(Records from a collection)
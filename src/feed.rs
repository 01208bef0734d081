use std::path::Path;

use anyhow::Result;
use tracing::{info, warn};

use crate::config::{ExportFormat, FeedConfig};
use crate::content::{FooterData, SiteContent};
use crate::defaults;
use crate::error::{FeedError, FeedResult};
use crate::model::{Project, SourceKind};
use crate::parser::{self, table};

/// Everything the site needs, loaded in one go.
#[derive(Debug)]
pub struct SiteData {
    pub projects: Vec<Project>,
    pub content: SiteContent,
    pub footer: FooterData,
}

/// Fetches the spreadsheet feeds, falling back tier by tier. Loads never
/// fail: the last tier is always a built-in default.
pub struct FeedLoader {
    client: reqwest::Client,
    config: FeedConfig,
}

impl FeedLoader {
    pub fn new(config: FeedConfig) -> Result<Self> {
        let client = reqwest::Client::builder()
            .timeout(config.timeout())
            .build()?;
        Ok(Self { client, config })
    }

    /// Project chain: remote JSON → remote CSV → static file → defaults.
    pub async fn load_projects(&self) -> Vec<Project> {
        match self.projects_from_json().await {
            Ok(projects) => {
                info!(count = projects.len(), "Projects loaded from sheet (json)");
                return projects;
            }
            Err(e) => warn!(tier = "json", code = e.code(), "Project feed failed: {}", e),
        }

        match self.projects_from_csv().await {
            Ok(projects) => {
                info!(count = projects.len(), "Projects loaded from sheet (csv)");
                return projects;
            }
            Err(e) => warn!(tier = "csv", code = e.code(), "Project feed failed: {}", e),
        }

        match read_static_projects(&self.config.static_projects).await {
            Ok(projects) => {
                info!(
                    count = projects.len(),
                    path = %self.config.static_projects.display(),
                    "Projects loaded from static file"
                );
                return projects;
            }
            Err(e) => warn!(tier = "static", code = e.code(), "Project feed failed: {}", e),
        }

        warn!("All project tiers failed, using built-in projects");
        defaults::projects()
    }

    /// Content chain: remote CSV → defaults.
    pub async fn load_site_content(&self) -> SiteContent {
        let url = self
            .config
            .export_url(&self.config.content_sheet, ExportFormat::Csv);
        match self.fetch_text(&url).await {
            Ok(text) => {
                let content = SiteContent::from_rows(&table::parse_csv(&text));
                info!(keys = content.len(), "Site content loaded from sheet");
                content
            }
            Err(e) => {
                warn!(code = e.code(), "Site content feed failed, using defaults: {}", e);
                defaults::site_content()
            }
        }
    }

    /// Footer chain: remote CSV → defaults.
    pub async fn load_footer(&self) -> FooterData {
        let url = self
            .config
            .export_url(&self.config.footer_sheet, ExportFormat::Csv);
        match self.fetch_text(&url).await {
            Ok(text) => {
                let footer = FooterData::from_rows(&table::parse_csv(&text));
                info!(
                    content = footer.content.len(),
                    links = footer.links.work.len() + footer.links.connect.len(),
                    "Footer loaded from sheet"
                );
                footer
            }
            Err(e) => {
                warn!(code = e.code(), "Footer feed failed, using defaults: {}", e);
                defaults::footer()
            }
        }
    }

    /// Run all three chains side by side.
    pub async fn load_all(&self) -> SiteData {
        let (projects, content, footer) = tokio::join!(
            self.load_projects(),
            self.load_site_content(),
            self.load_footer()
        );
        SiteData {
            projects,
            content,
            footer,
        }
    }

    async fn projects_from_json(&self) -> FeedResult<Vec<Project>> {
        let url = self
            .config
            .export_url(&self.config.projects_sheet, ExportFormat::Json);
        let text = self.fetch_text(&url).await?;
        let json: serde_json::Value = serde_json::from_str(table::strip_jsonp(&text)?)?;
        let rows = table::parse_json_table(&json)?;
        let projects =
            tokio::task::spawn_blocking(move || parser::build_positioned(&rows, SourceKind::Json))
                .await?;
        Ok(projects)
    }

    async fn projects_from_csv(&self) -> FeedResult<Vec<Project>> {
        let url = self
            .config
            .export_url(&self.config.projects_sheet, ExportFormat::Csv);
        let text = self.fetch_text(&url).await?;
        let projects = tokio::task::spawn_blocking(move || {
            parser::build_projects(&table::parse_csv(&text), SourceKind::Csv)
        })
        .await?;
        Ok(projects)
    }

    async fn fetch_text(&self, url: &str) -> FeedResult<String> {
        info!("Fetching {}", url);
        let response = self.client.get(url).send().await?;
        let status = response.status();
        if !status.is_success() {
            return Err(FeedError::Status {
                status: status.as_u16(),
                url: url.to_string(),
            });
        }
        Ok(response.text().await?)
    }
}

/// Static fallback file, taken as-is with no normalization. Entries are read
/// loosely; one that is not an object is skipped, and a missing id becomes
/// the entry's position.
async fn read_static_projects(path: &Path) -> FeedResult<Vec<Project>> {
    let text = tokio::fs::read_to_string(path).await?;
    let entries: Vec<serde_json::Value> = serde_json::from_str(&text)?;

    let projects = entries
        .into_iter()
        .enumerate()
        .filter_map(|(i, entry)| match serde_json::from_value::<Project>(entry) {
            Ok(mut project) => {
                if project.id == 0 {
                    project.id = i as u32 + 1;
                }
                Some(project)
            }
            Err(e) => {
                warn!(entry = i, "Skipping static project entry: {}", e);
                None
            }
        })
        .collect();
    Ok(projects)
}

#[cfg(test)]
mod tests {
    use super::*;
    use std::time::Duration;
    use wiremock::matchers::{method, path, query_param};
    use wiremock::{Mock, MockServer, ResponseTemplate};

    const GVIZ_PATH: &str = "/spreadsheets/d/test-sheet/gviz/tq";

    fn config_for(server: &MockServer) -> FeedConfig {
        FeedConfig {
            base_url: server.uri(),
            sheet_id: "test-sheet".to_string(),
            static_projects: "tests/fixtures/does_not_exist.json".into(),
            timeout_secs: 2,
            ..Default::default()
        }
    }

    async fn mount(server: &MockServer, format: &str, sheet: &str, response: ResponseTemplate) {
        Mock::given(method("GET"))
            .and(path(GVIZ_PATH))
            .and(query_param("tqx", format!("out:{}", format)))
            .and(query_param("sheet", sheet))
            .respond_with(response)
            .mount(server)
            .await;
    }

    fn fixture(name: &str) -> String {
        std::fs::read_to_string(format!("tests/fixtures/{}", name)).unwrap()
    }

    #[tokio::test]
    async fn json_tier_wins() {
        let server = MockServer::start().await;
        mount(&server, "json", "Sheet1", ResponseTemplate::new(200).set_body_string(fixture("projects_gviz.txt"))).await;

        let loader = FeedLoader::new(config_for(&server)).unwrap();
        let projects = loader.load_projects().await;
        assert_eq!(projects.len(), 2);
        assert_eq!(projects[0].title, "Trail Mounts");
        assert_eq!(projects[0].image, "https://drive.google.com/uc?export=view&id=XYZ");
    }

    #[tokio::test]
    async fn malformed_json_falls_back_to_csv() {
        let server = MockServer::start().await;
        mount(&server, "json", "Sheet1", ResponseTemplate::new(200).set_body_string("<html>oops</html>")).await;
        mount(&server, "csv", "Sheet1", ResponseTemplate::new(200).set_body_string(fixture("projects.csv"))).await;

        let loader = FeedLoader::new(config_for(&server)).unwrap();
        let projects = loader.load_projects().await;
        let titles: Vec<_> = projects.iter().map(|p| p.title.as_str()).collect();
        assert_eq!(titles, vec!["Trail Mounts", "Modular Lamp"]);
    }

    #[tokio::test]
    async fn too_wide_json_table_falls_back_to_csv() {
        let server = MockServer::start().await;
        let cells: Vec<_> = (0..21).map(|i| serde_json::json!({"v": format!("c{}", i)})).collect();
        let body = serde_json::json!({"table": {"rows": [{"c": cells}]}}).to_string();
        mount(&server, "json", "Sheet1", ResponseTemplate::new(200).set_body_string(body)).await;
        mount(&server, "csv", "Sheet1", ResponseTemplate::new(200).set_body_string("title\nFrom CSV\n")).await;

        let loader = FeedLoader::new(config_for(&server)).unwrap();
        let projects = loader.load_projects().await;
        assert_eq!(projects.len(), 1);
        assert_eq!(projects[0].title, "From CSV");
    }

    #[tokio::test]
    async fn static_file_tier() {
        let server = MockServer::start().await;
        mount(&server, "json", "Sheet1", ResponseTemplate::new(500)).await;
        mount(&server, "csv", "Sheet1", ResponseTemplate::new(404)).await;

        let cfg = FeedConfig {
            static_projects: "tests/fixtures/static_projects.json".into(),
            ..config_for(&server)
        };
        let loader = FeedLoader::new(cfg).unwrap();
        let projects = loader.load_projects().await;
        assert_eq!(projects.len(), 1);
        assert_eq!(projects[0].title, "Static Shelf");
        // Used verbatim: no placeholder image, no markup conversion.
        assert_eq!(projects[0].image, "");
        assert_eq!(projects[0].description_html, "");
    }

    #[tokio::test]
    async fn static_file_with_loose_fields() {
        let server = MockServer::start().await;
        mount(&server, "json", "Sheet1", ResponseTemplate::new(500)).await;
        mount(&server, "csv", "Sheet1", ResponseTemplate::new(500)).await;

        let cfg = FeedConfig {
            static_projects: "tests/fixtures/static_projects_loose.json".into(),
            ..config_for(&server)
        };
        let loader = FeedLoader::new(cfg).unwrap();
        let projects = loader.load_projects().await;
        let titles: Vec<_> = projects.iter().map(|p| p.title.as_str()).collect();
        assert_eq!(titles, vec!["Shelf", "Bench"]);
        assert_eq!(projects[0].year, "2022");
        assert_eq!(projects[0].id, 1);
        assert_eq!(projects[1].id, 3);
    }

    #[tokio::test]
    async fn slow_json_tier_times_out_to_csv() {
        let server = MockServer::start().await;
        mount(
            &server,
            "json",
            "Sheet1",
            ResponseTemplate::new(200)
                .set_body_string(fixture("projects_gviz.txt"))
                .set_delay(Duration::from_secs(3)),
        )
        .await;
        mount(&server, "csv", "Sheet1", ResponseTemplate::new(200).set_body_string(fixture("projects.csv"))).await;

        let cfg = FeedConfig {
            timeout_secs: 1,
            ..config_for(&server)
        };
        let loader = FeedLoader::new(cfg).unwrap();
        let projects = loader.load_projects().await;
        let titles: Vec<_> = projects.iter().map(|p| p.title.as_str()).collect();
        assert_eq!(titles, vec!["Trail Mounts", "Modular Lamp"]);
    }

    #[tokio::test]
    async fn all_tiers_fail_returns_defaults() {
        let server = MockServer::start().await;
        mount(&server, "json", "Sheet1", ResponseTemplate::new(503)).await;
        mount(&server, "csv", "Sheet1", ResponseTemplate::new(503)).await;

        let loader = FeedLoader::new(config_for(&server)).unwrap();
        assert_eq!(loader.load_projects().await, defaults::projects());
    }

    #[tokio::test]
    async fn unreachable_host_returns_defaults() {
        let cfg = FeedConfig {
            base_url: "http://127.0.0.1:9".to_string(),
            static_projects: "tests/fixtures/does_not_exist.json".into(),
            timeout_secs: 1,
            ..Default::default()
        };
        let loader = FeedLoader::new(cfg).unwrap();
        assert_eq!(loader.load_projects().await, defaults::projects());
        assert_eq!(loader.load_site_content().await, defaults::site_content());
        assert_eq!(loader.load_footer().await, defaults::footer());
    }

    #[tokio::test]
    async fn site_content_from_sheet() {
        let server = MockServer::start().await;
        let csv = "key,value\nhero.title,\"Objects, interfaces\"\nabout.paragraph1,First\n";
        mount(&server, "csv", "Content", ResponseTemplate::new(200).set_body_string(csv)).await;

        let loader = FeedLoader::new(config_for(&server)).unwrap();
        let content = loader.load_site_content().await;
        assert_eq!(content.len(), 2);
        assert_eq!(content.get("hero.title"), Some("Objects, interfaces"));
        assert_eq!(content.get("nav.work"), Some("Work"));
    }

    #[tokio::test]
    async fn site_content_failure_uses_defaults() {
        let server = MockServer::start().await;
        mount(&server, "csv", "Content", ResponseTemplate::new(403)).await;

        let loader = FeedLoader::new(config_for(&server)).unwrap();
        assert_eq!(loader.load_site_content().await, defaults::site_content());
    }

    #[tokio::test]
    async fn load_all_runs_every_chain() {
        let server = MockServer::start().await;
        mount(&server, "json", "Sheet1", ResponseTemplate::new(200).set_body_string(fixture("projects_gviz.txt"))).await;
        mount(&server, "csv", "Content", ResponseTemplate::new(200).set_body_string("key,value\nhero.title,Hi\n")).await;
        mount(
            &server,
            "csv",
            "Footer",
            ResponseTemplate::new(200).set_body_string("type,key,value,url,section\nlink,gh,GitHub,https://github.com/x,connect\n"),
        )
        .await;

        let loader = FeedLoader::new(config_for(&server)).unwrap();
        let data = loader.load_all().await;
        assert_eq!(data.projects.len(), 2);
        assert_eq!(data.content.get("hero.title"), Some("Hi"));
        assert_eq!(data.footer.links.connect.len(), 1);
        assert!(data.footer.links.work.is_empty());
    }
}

## Directions for this task:
Only lines that contain "built" are needed, so copy each of them from the data.

## Task answer:
/// fail: the last tier is always a built-in default.
        warn!("All project tiers failed, using built-in projects");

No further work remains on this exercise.